EXERCISE BRIEF: Each record that follows is to be output in full, precisely as written.

Items from a dataset:
###
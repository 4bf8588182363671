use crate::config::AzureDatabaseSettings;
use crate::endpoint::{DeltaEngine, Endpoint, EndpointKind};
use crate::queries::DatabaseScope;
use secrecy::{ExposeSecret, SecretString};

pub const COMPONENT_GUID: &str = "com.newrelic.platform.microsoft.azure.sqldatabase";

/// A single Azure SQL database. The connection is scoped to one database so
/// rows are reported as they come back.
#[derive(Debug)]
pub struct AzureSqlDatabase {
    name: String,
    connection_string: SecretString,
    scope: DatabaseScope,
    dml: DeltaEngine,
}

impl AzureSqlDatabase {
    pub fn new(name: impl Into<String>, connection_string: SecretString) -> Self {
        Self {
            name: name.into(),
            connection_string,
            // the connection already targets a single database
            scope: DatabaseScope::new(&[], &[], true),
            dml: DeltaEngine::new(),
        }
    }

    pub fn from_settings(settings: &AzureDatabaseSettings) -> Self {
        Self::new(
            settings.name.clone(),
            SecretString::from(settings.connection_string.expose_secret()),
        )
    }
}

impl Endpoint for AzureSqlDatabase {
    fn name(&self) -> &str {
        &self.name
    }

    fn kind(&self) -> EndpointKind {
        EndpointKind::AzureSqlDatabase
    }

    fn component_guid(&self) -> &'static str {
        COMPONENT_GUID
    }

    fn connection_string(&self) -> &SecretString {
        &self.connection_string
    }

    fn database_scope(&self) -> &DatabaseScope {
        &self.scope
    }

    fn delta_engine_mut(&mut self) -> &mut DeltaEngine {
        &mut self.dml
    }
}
###
FINAL ANSWER:
repository 4bf8588182363671
use crate::config::AzureDatabaseSettings;
use crate::endpoint::{DeltaEngine, Endpoint, EndpointKind};
use crate::queries::DatabaseScope;
use secrecy::{ExposeSecret, SecretString};

pub const COMPONENT_GUID: &str = "com.newrelic.platform.microsoft.azure.sqldatabase";

/// A single Azure SQL database. The connection is scoped to one database so
/// rows are reported as they come back.
#[derive(Debug)]
pub struct AzureSqlDatabase {
    name: String,
    connection_string: SecretString,
    scope: DatabaseScope,
    dml: DeltaEngine,
}

impl AzureSqlDatabase {
    pub fn new(name: impl Into<String>, connection_string: SecretString) -> Self {
        Self {
            name: name.into(),
            connection_string,
            // the connection already targets a single database
            scope: DatabaseScope::new(&[], &[], true),
            dml: DeltaEngine::new(),
        }
    }

    pub fn from_settings(settings: &AzureDatabaseSettings) -> Self {
        Self::new(
            settings.name.clone(),
            SecretString::from(settings.connection_string.expose_secret()),
        )
    }
}

impl Endpoint for AzureSqlDatabase {
    fn name(&self) -> &str {
        &self.name
    }

    fn kind(&self) -> EndpointKind {
        EndpointKind::AzureSqlDatabase
    }

    fn component_guid(&self) -> &'static str {
        COMPONENT_GUID
    }

    fn connection_string(&self) -> &SecretString {
        &self.connection_string
    }

    fn database_scope(&self) -> &DatabaseScope {
        &self.scope
    }

    fn delta_engine_mut(&mut self) -> &mut DeltaEngine {
        &mut self.dml
    }
}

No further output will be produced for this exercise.